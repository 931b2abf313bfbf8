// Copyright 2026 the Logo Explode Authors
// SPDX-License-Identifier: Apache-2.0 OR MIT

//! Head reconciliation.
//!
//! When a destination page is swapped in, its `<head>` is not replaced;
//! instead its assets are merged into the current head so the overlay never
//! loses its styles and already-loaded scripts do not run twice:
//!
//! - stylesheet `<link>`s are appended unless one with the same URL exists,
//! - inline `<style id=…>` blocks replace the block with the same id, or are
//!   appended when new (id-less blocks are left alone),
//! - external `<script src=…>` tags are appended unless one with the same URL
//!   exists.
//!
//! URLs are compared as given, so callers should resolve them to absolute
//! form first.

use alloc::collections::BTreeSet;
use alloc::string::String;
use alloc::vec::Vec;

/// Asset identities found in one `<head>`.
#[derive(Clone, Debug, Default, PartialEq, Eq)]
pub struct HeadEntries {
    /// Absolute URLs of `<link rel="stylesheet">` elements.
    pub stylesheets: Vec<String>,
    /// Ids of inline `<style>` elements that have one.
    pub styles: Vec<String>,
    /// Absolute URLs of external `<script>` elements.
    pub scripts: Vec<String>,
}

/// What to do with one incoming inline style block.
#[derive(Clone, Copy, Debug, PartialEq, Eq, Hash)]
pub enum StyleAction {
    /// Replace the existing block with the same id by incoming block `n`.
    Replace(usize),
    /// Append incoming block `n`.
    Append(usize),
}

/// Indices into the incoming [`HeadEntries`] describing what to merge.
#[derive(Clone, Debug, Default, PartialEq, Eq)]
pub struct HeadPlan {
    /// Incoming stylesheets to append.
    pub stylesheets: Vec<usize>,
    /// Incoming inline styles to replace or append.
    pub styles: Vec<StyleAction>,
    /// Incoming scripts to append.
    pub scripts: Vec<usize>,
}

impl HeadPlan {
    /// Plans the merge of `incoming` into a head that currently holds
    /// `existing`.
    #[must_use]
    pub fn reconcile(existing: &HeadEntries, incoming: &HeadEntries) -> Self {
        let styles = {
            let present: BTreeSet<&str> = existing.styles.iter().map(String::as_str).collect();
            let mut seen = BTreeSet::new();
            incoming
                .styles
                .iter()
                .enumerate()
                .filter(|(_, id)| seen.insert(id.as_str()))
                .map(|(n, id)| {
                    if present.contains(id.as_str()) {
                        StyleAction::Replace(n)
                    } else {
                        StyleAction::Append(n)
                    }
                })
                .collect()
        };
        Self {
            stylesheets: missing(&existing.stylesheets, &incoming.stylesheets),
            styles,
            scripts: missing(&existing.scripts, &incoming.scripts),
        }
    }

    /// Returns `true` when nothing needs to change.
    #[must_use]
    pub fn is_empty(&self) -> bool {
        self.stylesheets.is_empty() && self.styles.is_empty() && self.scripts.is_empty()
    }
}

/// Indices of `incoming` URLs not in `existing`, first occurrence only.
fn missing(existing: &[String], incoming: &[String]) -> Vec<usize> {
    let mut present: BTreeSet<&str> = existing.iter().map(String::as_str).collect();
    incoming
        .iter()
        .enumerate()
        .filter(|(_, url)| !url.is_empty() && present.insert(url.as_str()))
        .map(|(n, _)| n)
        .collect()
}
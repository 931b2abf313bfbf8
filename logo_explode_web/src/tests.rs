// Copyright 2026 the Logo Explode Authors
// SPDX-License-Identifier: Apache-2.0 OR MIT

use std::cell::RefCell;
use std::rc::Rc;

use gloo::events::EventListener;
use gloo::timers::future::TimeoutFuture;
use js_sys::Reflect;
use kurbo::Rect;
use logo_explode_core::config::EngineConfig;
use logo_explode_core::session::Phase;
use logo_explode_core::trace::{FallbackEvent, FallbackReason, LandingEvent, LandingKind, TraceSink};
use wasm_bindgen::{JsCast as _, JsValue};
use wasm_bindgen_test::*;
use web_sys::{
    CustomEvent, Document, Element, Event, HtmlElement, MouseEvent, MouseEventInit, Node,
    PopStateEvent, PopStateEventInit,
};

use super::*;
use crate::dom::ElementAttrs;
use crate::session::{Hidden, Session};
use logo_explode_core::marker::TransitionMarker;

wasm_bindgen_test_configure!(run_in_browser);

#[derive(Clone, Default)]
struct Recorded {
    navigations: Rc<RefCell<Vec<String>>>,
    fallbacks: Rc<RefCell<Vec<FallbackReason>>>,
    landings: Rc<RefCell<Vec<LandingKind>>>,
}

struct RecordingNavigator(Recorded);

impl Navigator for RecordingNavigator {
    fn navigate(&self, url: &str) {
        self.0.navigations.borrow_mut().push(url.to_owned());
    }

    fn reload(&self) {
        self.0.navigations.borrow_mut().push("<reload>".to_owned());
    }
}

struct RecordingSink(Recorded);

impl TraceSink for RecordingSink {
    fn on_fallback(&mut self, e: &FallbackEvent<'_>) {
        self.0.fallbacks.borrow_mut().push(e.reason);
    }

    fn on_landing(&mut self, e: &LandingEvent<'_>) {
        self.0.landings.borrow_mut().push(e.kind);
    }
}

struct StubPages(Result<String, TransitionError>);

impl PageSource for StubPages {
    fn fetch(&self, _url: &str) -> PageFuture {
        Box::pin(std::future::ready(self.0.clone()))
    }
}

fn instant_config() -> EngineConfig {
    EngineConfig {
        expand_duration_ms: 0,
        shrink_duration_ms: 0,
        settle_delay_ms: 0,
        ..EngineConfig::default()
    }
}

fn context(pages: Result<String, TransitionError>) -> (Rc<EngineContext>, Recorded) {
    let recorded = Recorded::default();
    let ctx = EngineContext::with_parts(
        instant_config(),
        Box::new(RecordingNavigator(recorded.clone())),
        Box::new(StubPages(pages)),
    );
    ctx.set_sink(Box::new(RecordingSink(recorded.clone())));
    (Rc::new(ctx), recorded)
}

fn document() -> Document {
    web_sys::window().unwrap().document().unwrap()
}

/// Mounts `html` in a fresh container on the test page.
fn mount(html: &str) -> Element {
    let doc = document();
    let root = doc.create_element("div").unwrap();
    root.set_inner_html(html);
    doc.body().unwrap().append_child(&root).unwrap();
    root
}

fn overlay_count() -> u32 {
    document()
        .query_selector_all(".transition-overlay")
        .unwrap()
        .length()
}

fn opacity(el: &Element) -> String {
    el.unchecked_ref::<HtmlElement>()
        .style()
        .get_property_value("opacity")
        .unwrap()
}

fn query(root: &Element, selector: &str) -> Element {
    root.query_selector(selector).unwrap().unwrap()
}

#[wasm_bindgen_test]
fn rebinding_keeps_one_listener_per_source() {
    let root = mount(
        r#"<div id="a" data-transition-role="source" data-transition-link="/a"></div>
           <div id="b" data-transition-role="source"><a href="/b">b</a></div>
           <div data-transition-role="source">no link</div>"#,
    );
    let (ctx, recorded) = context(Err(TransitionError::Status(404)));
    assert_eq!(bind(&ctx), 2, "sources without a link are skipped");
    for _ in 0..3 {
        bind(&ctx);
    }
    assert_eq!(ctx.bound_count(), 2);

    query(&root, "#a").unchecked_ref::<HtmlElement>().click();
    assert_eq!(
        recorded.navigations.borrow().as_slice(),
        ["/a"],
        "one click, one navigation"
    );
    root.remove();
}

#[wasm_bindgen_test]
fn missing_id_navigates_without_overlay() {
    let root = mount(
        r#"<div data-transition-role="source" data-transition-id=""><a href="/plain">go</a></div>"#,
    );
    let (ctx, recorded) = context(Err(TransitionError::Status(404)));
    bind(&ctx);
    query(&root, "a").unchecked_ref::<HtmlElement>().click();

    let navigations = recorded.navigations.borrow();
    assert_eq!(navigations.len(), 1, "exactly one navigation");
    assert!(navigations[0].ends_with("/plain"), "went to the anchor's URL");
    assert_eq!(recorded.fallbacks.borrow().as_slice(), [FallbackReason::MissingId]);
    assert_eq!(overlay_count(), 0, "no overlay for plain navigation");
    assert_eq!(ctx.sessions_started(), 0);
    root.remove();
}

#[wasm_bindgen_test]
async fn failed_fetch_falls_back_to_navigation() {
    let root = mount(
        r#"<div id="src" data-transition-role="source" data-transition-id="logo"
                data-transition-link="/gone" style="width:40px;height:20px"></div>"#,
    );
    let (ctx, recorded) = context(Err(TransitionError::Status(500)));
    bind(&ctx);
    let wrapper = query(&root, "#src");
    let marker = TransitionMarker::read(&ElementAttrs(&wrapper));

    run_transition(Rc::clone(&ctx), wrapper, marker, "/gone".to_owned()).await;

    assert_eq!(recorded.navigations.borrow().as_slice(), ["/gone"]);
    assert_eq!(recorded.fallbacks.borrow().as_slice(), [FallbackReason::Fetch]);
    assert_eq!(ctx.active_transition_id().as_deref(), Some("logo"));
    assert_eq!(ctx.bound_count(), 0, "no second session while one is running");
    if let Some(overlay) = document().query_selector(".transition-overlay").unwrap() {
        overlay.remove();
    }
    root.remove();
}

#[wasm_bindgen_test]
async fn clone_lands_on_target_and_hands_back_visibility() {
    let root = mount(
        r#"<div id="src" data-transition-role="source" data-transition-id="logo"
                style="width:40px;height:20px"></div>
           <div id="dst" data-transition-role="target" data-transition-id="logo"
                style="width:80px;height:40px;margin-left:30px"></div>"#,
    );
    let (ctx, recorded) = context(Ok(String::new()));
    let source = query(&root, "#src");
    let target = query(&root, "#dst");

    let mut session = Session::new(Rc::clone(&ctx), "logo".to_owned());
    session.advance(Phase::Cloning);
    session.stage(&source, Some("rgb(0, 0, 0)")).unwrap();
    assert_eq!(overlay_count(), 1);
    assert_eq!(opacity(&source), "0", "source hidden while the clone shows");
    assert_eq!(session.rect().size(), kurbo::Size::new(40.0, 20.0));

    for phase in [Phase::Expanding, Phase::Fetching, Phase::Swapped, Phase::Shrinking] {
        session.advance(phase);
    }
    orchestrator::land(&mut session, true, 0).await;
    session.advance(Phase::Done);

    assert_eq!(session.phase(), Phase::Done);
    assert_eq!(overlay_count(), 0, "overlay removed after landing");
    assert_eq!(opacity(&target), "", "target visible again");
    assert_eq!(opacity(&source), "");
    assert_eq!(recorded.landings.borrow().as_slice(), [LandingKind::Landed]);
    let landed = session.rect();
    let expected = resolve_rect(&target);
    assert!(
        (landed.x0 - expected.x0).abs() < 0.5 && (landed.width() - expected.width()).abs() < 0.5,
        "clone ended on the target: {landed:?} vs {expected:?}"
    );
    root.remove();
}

....

- Assignment -
Your answer should be each line from the preceding material in which the word "that" occurs.

- Output of the exercise -
    /// Ids of inline `<style>` elements that have one.
    /// Plans the merge of `incoming` into a head that currently holds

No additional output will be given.